**Your task**
All lines from the one that contains "pub type InstanceChecks" through the final line of the entries must be repeated exactly. No other lines belong in the output.

**Data supplied**
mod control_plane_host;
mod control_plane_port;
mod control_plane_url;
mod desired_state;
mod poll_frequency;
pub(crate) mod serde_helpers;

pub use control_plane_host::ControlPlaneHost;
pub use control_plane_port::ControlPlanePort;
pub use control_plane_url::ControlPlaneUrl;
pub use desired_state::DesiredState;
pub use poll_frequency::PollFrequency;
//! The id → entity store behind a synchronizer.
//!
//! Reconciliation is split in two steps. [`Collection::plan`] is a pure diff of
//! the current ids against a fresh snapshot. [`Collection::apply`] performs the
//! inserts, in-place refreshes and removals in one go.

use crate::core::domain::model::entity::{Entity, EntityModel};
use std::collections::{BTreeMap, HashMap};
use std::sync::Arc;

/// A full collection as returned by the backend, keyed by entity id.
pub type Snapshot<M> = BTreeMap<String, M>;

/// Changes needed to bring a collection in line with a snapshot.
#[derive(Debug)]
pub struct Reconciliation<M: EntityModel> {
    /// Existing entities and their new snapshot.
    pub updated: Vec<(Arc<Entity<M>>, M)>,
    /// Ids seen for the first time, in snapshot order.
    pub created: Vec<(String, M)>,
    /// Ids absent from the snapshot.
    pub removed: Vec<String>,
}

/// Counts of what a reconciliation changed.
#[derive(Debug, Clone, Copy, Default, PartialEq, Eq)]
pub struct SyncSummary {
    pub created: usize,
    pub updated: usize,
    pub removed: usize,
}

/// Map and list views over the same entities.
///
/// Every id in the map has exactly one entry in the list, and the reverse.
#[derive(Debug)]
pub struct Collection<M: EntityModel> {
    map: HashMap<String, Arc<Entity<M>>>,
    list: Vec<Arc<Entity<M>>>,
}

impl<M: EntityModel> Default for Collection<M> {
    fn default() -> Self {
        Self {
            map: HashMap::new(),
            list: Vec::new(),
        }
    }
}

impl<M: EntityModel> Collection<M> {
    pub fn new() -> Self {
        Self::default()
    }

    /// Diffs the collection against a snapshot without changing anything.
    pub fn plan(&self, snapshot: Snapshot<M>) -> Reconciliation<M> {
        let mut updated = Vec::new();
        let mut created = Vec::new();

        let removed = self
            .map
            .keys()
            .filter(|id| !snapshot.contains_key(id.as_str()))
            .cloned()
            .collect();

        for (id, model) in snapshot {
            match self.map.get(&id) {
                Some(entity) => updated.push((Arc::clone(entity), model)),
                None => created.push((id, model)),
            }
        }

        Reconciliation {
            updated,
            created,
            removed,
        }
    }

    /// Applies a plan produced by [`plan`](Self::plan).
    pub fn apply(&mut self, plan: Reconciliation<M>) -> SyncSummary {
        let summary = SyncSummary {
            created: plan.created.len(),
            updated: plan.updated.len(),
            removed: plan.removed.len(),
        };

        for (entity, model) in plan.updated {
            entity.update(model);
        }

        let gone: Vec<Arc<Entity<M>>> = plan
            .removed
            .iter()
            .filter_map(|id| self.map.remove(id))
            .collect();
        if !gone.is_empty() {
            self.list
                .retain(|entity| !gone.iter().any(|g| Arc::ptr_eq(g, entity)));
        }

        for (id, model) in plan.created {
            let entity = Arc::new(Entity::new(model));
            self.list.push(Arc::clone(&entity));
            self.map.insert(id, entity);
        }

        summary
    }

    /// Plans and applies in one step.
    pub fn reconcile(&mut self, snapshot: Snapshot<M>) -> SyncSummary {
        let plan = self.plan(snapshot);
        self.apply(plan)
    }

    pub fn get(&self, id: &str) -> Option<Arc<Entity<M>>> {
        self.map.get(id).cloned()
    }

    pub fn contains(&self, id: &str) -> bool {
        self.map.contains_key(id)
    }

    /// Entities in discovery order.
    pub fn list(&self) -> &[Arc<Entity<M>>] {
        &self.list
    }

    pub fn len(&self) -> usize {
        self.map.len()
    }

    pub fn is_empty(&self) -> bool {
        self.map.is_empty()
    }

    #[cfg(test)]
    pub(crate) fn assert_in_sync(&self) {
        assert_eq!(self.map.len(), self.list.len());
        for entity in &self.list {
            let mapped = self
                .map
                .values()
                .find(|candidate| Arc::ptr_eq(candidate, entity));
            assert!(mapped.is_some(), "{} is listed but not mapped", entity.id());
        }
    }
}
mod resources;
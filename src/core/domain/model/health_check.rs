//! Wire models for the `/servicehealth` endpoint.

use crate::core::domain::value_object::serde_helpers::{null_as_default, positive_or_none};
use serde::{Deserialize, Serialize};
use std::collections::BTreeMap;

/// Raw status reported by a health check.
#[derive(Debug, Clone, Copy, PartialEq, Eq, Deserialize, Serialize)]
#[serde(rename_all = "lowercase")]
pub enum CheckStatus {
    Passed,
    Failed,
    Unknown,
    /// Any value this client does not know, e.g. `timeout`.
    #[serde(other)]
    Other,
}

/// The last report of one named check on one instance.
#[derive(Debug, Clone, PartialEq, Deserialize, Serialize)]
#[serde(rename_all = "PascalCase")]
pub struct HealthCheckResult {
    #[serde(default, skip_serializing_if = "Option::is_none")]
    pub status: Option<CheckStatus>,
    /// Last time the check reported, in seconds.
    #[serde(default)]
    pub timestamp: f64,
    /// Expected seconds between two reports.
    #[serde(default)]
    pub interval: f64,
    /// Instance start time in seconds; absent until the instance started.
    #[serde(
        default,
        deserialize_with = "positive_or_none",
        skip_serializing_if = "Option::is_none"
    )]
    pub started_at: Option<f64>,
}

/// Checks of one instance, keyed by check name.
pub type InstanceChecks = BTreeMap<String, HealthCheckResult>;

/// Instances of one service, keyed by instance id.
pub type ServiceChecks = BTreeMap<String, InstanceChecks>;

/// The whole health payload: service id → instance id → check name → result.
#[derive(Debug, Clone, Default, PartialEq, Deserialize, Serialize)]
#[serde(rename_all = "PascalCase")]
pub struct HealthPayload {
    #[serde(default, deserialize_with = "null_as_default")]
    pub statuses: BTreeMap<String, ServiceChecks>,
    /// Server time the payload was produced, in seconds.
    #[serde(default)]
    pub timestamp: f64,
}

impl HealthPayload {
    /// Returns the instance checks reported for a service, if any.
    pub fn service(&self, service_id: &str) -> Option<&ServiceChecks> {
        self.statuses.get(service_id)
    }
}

**Completed exercise**
pub type InstanceChecks = BTreeMap<String, HealthCheckResult>;

/// Instances of one service, keyed by instance id.
pub type ServiceChecks = BTreeMap<String, InstanceChecks>;

/// The whole health payload: service id → instance id → check name → result.
#[derive(Debug, Clone, Default, PartialEq, Deserialize, Serialize)]
#[serde(rename_all = "PascalCase")]
pub struct HealthPayload {
    #[serde(default, deserialize_with = "null_as_default")]
    pub statuses: BTreeMap<String, ServiceChecks>,
    /// Server time the payload was produced, in seconds.
    #[serde(default)]
    pub timestamp: f64,
}

impl HealthPayload {
    /// Returns the instance checks reported for a service, if any.
    pub fn service(&self, service_id: &str) -> Option<&ServiceChecks> {
        self.statuses.get(service_id)
    }
}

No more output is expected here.